**What you will do**
Restate word for word every line from the top of the data below down through the line that holds "state if *state == ItemState::running(self.stage)".

**Data provided**
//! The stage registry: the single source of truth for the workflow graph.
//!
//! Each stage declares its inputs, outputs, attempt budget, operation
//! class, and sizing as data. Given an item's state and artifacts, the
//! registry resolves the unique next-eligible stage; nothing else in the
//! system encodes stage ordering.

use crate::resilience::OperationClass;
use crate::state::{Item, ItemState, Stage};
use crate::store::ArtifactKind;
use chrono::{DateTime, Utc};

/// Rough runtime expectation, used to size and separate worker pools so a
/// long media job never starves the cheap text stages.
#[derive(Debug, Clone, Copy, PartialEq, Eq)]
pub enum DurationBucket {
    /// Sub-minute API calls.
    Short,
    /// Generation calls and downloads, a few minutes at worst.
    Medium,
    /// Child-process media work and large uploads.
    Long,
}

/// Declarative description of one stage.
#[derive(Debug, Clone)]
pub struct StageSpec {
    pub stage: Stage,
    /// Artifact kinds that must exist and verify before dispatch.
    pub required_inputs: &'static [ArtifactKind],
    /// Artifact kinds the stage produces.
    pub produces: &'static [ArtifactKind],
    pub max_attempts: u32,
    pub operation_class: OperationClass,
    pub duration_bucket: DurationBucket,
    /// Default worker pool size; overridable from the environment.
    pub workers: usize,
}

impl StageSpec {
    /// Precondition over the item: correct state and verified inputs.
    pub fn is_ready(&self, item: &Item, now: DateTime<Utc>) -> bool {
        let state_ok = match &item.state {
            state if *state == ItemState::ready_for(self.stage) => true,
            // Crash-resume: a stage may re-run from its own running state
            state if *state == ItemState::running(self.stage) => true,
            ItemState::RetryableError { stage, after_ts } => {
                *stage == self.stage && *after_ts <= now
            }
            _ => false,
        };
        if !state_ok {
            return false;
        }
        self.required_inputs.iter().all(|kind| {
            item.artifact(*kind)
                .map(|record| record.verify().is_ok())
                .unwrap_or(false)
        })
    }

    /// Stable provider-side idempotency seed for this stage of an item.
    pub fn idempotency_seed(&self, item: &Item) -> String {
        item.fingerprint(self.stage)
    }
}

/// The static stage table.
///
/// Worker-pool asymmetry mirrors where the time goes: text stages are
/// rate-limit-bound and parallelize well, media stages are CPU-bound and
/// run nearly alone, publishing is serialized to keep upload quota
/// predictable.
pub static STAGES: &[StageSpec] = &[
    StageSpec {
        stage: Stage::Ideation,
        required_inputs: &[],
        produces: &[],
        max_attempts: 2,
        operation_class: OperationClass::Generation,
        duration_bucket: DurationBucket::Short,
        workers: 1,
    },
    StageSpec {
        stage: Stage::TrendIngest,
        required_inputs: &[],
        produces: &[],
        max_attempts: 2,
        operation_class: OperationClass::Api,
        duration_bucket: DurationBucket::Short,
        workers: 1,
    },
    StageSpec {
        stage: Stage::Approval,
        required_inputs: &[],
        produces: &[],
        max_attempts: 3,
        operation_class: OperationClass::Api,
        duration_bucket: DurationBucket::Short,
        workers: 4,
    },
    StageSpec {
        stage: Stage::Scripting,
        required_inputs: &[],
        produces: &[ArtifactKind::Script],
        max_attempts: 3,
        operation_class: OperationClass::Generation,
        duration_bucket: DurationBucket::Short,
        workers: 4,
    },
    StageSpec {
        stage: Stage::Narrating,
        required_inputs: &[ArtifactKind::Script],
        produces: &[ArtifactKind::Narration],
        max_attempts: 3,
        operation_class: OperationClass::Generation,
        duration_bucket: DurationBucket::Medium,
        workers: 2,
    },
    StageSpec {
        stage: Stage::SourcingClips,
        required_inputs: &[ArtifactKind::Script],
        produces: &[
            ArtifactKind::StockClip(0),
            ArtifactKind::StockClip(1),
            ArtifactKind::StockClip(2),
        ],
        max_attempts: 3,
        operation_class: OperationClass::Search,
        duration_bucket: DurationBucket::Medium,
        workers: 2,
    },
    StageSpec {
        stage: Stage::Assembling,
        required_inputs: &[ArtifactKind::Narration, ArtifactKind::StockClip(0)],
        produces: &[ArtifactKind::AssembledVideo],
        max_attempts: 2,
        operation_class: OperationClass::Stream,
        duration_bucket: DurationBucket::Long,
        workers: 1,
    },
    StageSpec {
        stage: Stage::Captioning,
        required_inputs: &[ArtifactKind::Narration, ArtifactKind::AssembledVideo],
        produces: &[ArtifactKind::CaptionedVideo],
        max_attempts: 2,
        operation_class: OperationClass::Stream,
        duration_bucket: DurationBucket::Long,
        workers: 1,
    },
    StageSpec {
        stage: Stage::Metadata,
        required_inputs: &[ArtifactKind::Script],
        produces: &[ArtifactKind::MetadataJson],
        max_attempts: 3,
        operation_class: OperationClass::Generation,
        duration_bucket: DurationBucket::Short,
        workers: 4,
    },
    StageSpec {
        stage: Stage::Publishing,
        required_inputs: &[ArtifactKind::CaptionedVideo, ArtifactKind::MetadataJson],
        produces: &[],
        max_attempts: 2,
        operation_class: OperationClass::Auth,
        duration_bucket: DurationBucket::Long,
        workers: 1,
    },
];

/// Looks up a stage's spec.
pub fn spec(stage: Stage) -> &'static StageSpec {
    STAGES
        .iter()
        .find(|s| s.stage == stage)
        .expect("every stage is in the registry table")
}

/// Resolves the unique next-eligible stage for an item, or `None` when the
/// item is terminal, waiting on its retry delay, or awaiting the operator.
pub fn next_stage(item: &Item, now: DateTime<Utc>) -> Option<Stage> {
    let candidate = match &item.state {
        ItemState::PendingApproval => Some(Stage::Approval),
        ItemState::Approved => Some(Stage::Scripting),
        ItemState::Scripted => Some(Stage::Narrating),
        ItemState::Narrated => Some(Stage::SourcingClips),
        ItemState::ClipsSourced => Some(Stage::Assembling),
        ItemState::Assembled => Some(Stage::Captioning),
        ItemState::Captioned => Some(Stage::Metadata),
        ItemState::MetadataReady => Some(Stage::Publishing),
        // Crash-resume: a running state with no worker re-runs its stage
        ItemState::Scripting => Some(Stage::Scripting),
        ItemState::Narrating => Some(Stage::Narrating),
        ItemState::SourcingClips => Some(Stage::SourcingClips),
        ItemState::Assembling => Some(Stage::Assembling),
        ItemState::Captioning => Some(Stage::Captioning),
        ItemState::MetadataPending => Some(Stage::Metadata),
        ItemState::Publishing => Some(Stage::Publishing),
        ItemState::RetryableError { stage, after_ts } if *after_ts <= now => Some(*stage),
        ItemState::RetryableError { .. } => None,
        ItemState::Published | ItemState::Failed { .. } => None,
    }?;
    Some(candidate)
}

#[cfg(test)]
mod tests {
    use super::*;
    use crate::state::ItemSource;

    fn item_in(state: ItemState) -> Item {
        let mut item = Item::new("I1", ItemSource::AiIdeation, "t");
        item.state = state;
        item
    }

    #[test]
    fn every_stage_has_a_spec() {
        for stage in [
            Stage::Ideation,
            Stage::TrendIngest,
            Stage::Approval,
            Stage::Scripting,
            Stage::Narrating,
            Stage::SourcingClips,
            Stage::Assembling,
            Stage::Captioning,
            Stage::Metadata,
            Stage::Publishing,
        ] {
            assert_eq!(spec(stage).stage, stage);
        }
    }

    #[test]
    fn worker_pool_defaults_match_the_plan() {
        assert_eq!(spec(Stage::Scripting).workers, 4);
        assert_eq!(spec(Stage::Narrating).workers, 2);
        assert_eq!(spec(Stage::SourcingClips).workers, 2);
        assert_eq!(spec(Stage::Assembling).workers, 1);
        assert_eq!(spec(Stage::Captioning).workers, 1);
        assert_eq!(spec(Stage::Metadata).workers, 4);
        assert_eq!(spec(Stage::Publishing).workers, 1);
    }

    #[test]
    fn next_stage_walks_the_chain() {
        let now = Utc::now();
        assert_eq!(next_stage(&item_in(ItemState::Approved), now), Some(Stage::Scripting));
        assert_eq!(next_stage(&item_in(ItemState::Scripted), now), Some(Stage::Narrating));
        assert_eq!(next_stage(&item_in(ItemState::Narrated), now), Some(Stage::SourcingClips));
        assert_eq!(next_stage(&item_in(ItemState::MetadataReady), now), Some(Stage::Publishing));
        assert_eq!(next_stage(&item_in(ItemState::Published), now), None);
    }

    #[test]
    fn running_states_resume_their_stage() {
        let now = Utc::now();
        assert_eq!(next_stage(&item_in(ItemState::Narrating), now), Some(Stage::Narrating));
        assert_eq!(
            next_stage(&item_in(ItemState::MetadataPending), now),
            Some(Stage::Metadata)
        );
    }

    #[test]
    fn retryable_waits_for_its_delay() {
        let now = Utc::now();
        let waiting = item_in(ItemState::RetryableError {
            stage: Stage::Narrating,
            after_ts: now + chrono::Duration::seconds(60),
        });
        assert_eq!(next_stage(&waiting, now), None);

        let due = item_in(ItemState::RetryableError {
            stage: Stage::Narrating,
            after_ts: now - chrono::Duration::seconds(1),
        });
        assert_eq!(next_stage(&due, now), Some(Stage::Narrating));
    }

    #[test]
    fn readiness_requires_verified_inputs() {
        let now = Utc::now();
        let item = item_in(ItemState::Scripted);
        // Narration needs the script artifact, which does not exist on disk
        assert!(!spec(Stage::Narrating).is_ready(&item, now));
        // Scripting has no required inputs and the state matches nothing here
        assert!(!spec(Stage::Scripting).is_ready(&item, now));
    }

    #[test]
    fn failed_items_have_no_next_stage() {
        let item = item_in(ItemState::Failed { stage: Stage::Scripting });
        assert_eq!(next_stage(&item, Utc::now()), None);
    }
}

**Output**
//! The stage registry: the single source of truth for the workflow graph.
//!
//! Each stage declares its inputs, outputs, attempt budget, operation
//! class, and sizing as data. Given an item's state and artifacts, the
//! registry resolves the unique next-eligible stage; nothing else in the
//! system encodes stage ordering.

use crate::resilience::OperationClass;
use crate::state::{Item, ItemState, Stage};
use crate::store::ArtifactKind;
use chrono::{DateTime, Utc};

/// Rough runtime expectation, used to size and separate worker pools so a
/// long media job never starves the cheap text stages.
#[derive(Debug, Clone, Copy, PartialEq, Eq)]
pub enum DurationBucket {
    /// Sub-minute API calls.
    Short,
    /// Generation calls and downloads, a few minutes at worst.
    Medium,
    /// Child-process media work and large uploads.
    Long,
}

/// Declarative description of one stage.
#[derive(Debug, Clone)]
pub struct StageSpec {
    pub stage: Stage,
    /// Artifact kinds that must exist and verify before dispatch.
    pub required_inputs: &'static [ArtifactKind],
    /// Artifact kinds the stage produces.
    pub produces: &'static [ArtifactKind],
    pub max_attempts: u32,
    pub operation_class: OperationClass,
    pub duration_bucket: DurationBucket,
    /// Default worker pool size; overridable from the environment.
    pub workers: usize,
}

impl StageSpec {
    /// Precondition over the item: correct state and verified inputs.
    pub fn is_ready(&self, item: &Item, now: DateTime<Utc>) -> bool {
        let state_ok = match &item.state {
            state if *state == ItemState::ready_for(self.stage) => true,
            // Crash-resume: a stage may re-run from its own running state
            state if *state == ItemState::running(self.stage) => true,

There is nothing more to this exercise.